Records from a data source:
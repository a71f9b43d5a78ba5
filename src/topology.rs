// Copyright (c) 2025, The Ruskit Authors
// MIT License
// All rights reserved.

//! # RabbitMQ Topology Management
//!
//! Declares the exchanges, queues and bindings that implement routing,
//! delayed retry and dead-lettering. Nothing here holds runtime state: the
//! broker keeps the topology, and installing it again with the same
//! parameters is a no-op. Installing it with different parameters for an
//! existing entity is rejected by the broker and surfaces as a fatal
//! declaration error.
//!
//! The main components are:
//! - `Topology` trait: registration and installation of definitions
//! - `AmqpTopology`: installs registered definitions through a `BrokerChannel`
//! - `PedidosTopology`: the order/payment topology with its retry loop
//!
//! ```text
//! pedidos.exchange --pedido.creado--> cola-pagos --(nack)--> pedidos.retry
//!        ^                                                       |
//!        |                                                     retry
//!        |                                                       v
//!        +--------------(expired after 5s)---------------- cola-pagos-retry
//!
//! pedidos.dlx --pagos.error--> cola-pagos-dlq
//! ```

use crate::{
    channel::BrokerChannel,
    errors::AmqpError,
    exchange::ExchangeDefinition,
    queue::{QueueBinding, QueueDefinition},
};
use async_trait::async_trait;
use std::sync::Arc;
use tracing::{debug, info};

/// Topic exchange events are published to
pub const MAIN_EXCHANGE: &str = "pedidos.exchange";
/// Direct exchange receiving messages rejected by the main queue
pub const RETRY_EXCHANGE: &str = "pedidos.retry";
/// Direct exchange receiving messages that exhausted their retries
pub const DEAD_LETTER_EXCHANGE: &str = "pedidos.dlx";

pub const MAIN_QUEUE: &str = "cola-pagos";
pub const RETRY_QUEUE: &str = "cola-pagos-retry";
pub const DEAD_LETTER_QUEUE: &str = "cola-pagos-dlq";

pub const MAIN_ROUTING_KEY: &str = "pedido.creado";
pub const RETRY_ROUTING_KEY: &str = "retry";
pub const DEAD_LETTER_ROUTING_KEY: &str = "pagos.error";

/// How long a rejected message waits in the retry queue, in milliseconds
pub const RETRY_DELAY_MS: i32 = 5000;

/// Interface for topology management.
#[async_trait]
pub trait Topology<'tp> {
    /// Adds an exchange definition to the topology.
    fn exchange(self, def: &'tp ExchangeDefinition) -> Self;

    /// Adds a queue definition to the topology.
    fn queue(self, def: &'tp QueueDefinition) -> Self;

    /// Adds a queue-to-exchange binding to the topology.
    fn queue_binding(self, binding: &'tp QueueBinding) -> Self;

    /// Declares everything registered, in order: exchanges, queues, bindings.
    async fn install(&self) -> Result<(), AmqpError>;
}

/// Installs registered definitions through a `BrokerChannel`, in
/// registration order within each kind.
pub struct AmqpTopology<'tp> {
    channel: Arc<dyn BrokerChannel>,
    pub(crate) queues: Vec<&'tp QueueDefinition>,
    pub(crate) queues_binding: Vec<&'tp QueueBinding>,
    pub(crate) exchanges: Vec<&'tp ExchangeDefinition>,
}

impl<'tp> AmqpTopology<'tp> {
    pub fn new(channel: Arc<dyn BrokerChannel>) -> AmqpTopology<'tp> {
        AmqpTopology {
            channel,
            queues: vec![],
            queues_binding: vec![],
            exchanges: vec![],
        }
    }
}

#[async_trait]
impl<'tp> Topology<'tp> for AmqpTopology<'tp> {
    fn exchange(mut self, def: &'tp ExchangeDefinition) -> Self {
        self.exchanges.push(def);
        self
    }

    fn queue(mut self, def: &'tp QueueDefinition) -> Self {
        self.queues.push(def);
        self
    }

    fn queue_binding(mut self, binding: &'tp QueueBinding) -> Self {
        self.queues_binding.push(binding);
        self
    }

    async fn install(&self) -> Result<(), AmqpError> {
        self.install_exchanges().await?;
        self.install_queues().await?;
        self.binding_queues().await
    }
}

impl AmqpTopology<'_> {
    async fn install_exchanges(&self) -> Result<(), AmqpError> {
        for exch in &self.exchanges {
            debug!("creating exchange: {}", exch.name());
            self.channel.declare_exchange(exch).await?;
            debug!("exchange: {} was created", exch.name());
        }

        Ok(())
    }

    async fn install_queues(&self) -> Result<(), AmqpError> {
        for def in &self.queues {
            debug!("creating queue: {}", def.name());
            self.channel.declare_queue(def).await?;
            debug!("queue: {} was created", def.name());
        }

        Ok(())
    }

    async fn binding_queues(&self) -> Result<(), AmqpError> {
        for binding in &self.queues_binding {
            debug!(
                "binding queue: {} to the exchange: {} with the key: {}",
                binding.queue_name(),
                binding.exchange_name(),
                binding.key()
            );
            self.channel.bind_queue(binding).await?;
        }

        debug!("queues were bound");

        Ok(())
    }
}

/// The order/payment topology: main, retry and dead-letter paths.
///
/// All exchanges and queues are durable and never auto-deleted. The main
/// queue dead-letters rejected messages to the retry exchange; the retry
/// queue holds them for `RETRY_DELAY_MS` and then dead-letters them back to
/// the main exchange under the original routing key.
#[derive(Debug, Clone)]
pub struct PedidosTopology {
    pub exchanges: Vec<ExchangeDefinition>,
    pub queues: Vec<QueueDefinition>,
    pub bindings: Vec<QueueBinding>,
}

impl Default for PedidosTopology {
    fn default() -> Self {
        Self::new()
    }
}

impl PedidosTopology {
    pub fn new() -> Self {
        let exchanges = vec![
            ExchangeDefinition::new(MAIN_EXCHANGE).topic().durable(),
            ExchangeDefinition::new(RETRY_EXCHANGE).direct().durable(),
            ExchangeDefinition::new(DEAD_LETTER_EXCHANGE).direct().durable(),
        ];

        let queues = vec![
            QueueDefinition::new(DEAD_LETTER_QUEUE).durable(),
            QueueDefinition::new(RETRY_QUEUE)
                .durable()
                .ttl(RETRY_DELAY_MS)
                .dead_letter(MAIN_EXCHANGE, MAIN_ROUTING_KEY),
            QueueDefinition::new(MAIN_QUEUE)
                .durable()
                .dead_letter(RETRY_EXCHANGE, RETRY_ROUTING_KEY),
        ];

        let bindings = vec![
            QueueBinding::new(DEAD_LETTER_QUEUE)
                .exchange(DEAD_LETTER_EXCHANGE)
                .routing_key(DEAD_LETTER_ROUTING_KEY),
            QueueBinding::new(RETRY_QUEUE)
                .exchange(RETRY_EXCHANGE)
                .routing_key(RETRY_ROUTING_KEY),
            QueueBinding::new(MAIN_QUEUE)
                .exchange(MAIN_EXCHANGE)
                .routing_key(MAIN_ROUTING_KEY),
        ];

        PedidosTopology {
            exchanges,
            queues,
            bindings,
        }
    }

    /// Declares the whole topology. Safe to call on every startup.
    pub async fn provision(&self, channel: Arc<dyn BrokerChannel>) -> Result<(), AmqpError> {
        let topology = self
            .exchanges
            .iter()
            .fold(AmqpTopology::new(channel), |t, def| t.exchange(def));
        let topology = self.queues.iter().fold(topology, |t, def| t.queue(def));
        let topology = self
            .bindings
            .iter()
            .fold(topology, |t, binding| t.queue_binding(binding));

        topology.install().await?;

        info!(
            exchanges = self.exchanges.len(),
            queues = self.queues.len(),
            bindings = self.bindings.len(),
            "topology provisioned"
        );

        Ok(())
    }

    /// Declares only the main exchange, which is all a publisher needs.
    pub async fn provision_publisher(&self, channel: Arc<dyn BrokerChannel>) -> Result<(), AmqpError> {
        let topology = self
            .exchanges
            .iter()
            .filter(|def| def.name() == MAIN_EXCHANGE)
            .fold(AmqpTopology::new(channel), |t, def| t.exchange(def));

        topology.install().await
    }
}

[Work instructions] All that is wanted is an exact copy of the lines above from the one with "runtime state: the" through the one with "The main components", with both ends included.

[Written response]
//! delayed retry and dead-lettering. Nothing here holds runtime state: the
//! broker keeps the topology, and installing it again with the same
//! parameters is a no-op. Installing it with different parameters for an
//! existing entity is rejected by the broker and surfaces as a fatal
//! declaration error.
//!
//! The main components are:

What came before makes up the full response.